La magnificence intérieure de la villa ne le cédait en rien à la beauté des jardins. En quittant la loggia décorée de stucs baroques et de lanternes en fer forgé doré, dona Lavinia avait fait traverser à sa nouvelle maîtresse une immense salle de bal ruisselante de l’éclat amorti de ses ors, puis une série de salons dont l’un, particulièrement fastueux, où des encadrements rouges et or finement sculptés rehaussaient le sombre miroitement de panneaux de laque noire. Mais c’était une exception, le ton général de la maison étant le blanc et l’or. Les parquets, eux, étaient faits de mosaïque de marbre blanc et noir sur lesquelles les pas résonnaient.

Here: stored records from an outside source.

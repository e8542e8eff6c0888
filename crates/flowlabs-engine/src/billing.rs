//! Subscription checkout and tier bookkeeping.
//!
//! Checkout itself happens between the browser and the payment gateway. The
//! engine creates the order up front and, once the gateway reports success,
//! records the purchased tier in the user's settings.

use std::sync::Arc;

use flowlabs_connectors::{
    plan, tier_from_plan_name, CheckoutRequest, CheckoutSession, PaymentGateway, Plan, PLANS,
};
use flowlabs_core::UserId;
use flowlabs_store::{RecordStore, SettingsUpdate, SubscriptionTier, UserSettings};
use serde::Deserialize;

use crate::error::{EngineError, Result};
use crate::guard::{Action, SubmissionGuard};

/// What the gateway reported after a successful payment.
#[derive(Debug, Clone, PartialEq, Eq, Deserialize)]
pub struct PaymentConfirmation {
    /// Plan display name, e.g. `Professional`.
    pub plan: String,
    /// Gateway payment ID.
    pub payment_id: String,
    /// Gateway order ID.
    #[serde(default)]
    pub order_id: Option<String>,
}

/// Billing operations.
pub struct BillingService<S, P>
where
    S: RecordStore + ?Sized,
    P: PaymentGateway + ?Sized,
{
    store: Arc<S>,
    gateway: Arc<P>,
    guard: SubmissionGuard,
}

impl<S, P> BillingService<S, P>
where
    S: RecordStore + ?Sized,
    P: PaymentGateway + ?Sized,
{
    /// Create a new billing service.
    #[must_use]
    pub fn new(store: Arc<S>, gateway: Arc<P>) -> Self {
        Self {
            store,
            gateway,
            guard: SubmissionGuard::new(),
        }
    }

    /// Share a submission guard with other services.
    #[must_use]
    pub fn with_guard(mut self, guard: SubmissionGuard) -> Self {
        self.guard = guard;
        self
    }

    /// The plan catalogue.
    #[must_use]
    pub fn plans(&self) -> &'static [Plan] {
        &PLANS
    }

    /// Create a checkout order for a paid tier.
    ///
    /// # Errors
    ///
    /// Returns `EngineError::Validation` for the free tier or a blank email,
    /// `EngineError::Configuration` if the gateway has no keys, or
    /// `EngineError::Connector` if the gateway rejects the order.
    pub async fn start_checkout(
        &self,
        user: &UserId,
        email: &str,
        tier: SubscriptionTier,
    ) -> Result<CheckoutSession> {
        if tier == SubscriptionTier::Free {
            return Err(EngineError::Validation(
                "The Free plan does not require payment".to_string(),
            ));
        }
        let email = email.trim();
        if email.is_empty() {
            return Err(EngineError::Validation("Email is required".to_string()));
        }

        let session = self
            .gateway
            .create_checkout(&CheckoutRequest {
                tier,
                email: email.to_string(),
                user_id: *user,
            })
            .await?;

        tracing::info!(
            user_id = %user,
            order_id = %session.order_id,
            plan = %plan(tier).name,
            "Created checkout order"
        );
        Ok(session)
    }

    /// Record a completed payment.
    ///
    /// # Errors
    ///
    /// Returns `EngineError::Validation` for an unknown plan or a blank payment
    /// ID, or an error if the settings write fails.
    pub async fn complete_payment(
        &self,
        user: &UserId,
        confirmation: &PaymentConfirmation,
    ) -> Result<UserSettings> {
        let tier = tier_from_plan_name(&confirmation.plan);
        if tier == SubscriptionTier::Free {
            return Err(EngineError::Validation(format!(
                "'{}' is not a paid plan",
                confirmation.plan
            )));
        }
        let payment_id = confirmation.payment_id.trim();
        if payment_id.is_empty() {
            return Err(EngineError::Validation("Payment ID is required".to_string()));
        }

        let _ticket = self.guard.acquire(user, Action::Payment, payment_id)?;
        let update = SettingsUpdate {
            subscription_tier: Some(tier),
            payment_customer_id: Some(payment_id.to_string()),
            payment_subscription_id: confirmation.order_id.clone(),
            ..SettingsUpdate::default()
        };

        let settings = self.store.upsert_settings(user, &update).await.map_err(|e| {
            tracing::error!(
                user_id = %user,
                payment_id = %payment_id,
                error = %e,
                "Payment succeeded but the subscription could not be saved"
            );
            EngineError::Store(e)
        })?;

        tracing::info!(user_id = %user, tier = ?tier, "Subscription upgraded");
        Ok(settings)
    }

    /// The user's current tier; `Free` if unknown.
    pub async fn current_tier(&self, user: &UserId) -> SubscriptionTier {
        match self.store.get_settings(user).await {
            Ok(settings) => settings.map_or(SubscriptionTier::Free, |s| s.subscription_tier),
            Err(e) => {
                tracing::warn!(user_id = %user, error = %e, "Could not load subscription tier");
                SubscriptionTier::Free
            }
        }
    }
}

#[cfg(test)]
mod tests {
    use super::*;
    use flowlabs_connectors::{MockPaymentGateway, RazorpayConfig, RazorpayGateway};
    use flowlabs_store::RocksStore;
    use tempfile::TempDir;

    fn billing() -> (BillingService<RocksStore, MockPaymentGateway>, TempDir) {
        let dir = TempDir::new().unwrap();
        let store = Arc::new(RocksStore::open(dir.path()).unwrap());
        (
            BillingService::new(store, Arc::new(MockPaymentGateway::new())),
            dir,
        )
    }

    #[tokio::test]
    async fn checkout_for_paid_tier() {
        let (billing, _dir) = billing();
        let user = UserId::generate();

        let session = billing
            .start_checkout(&user, "ops@agency.io", SubscriptionTier::Professional)
            .await
            .unwrap();
        assert_eq!(session.amount, 7900);
        assert_eq!(session.description, "Professional Plan Subscription");
        assert_eq!(billing.gateway.requests()[0].user_id, user);
    }

    #[tokio::test]
    async fn free_tier_is_not_purchasable() {
        let (billing, _dir) = billing();
        let err = billing
            .start_checkout(&UserId::generate(), "ops@agency.io", SubscriptionTier::Free)
            .await
            .unwrap_err();
        assert!(matches!(err, EngineError::Validation(_)));
        assert!(billing.gateway.requests().is_empty());
    }

    #[tokio::test]
    async fn unconfigured_gateway() {
        let dir = TempDir::new().unwrap();
        let store = Arc::new(RocksStore::open(dir.path()).unwrap());
        let gateway = RazorpayGateway::new(RazorpayConfig::default()).unwrap();
        let billing = BillingService::new(store, Arc::new(gateway));

        let err = billing
            .start_checkout(&UserId::generate(), "ops@agency.io", SubscriptionTier::Starter)
            .await
            .unwrap_err();
        assert!(matches!(err, EngineError::Configuration(_)));
    }

    #[tokio::test]
    async fn completion_persists_tier() {
        let (billing, _dir) = billing();
        let user = UserId::generate();
        assert_eq!(billing.current_tier(&user).await, SubscriptionTier::Free);

        let settings = billing
            .complete_payment(
                &user,
                &PaymentConfirmation {
                    plan: "Starter".into(),
                    payment_id: "pay_123".into(),
                    order_id: Some("order_test_1".into()),
                },
            )
            .await
            .unwrap();
        assert_eq!(settings.subscription_tier, SubscriptionTier::Starter);
        assert_eq!(settings.payment_customer_id.as_deref(), Some("pay_123"));
        assert_eq!(settings.payment_subscription_id.as_deref(), Some("order_test_1"));
        assert_eq!(billing.current_tier(&user).await, SubscriptionTier::Starter);
    }

    #[tokio::test]
    async fn completion_rejects_unknown_plan() {
        let (billing, _dir) = billing();
        let err = billing
            .complete_payment(
                &UserId::generate(),
                &PaymentConfirmation {
                    plan: "Platinum".into(),
                    payment_id: "pay_123".into(),
                    order_id: None,
                },
            )
            .await
            .unwrap_err();
        assert!(matches!(err, EngineError::Validation(_)));
    }
}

L’appartement destiné à Marianne, situé dans l’aile gauche, était décoré dans le même esprit, mais son étrangeté surprit la jeune femme. Là aussi, ce n’était que blancheur et dorure malgré la présence, dans la chambre, de deux cabinets de laque pourpre qui apportaient une note plus chaude. Mais, penchés à la corniche des plafonds comme à quelque balcon, des personnages peints en trompe-l’œil et portant des costumes vieux de deux siècles semblaient suivre chacun des mouvements des habitants de l’appartement. En outre, une véritable profusion de miroirs décorait les murs. Il y en avait partout, reflétant à l’infini les deux silhouettes sombres de Marianne et de dona Lavinia, la richesse écrasante du grand lit à la vénitienne, représentant des nègres vêtus à la persane et portant des bouquets de hautes bougies rouges.

Marianne regarda ce décor à la fois fastueux et impressionnant avec un mélange de stupeur et d’inquiétude.

— Est-ce... ma chambre ? demanda-t-elle tandis que les valets apportaient ses bagages.

Dona Lavinia alla ouvrir une fenêtre, arrangea un gigantesque bouquet de seringa dont les fleurs neigeaient d’un vase d’albâtre.

— Celle de toutes les princesses Sant’Anna depuis deux siècles. Vous plaît-elle ?

Pour éviter de répondre, Marianne choisit de poser une autre question.

— Tous ces miroirs... Pourquoi ?

Elle eut tout de suite l’impression que cette question gênait la femme de charge. Son visage fatigué eut une crispation légère et elle se détourna pour aller ouvrir une porte donnant sur une petite pièce qui avait l’air creusée dans du marbre blanc : une salle pour les bains.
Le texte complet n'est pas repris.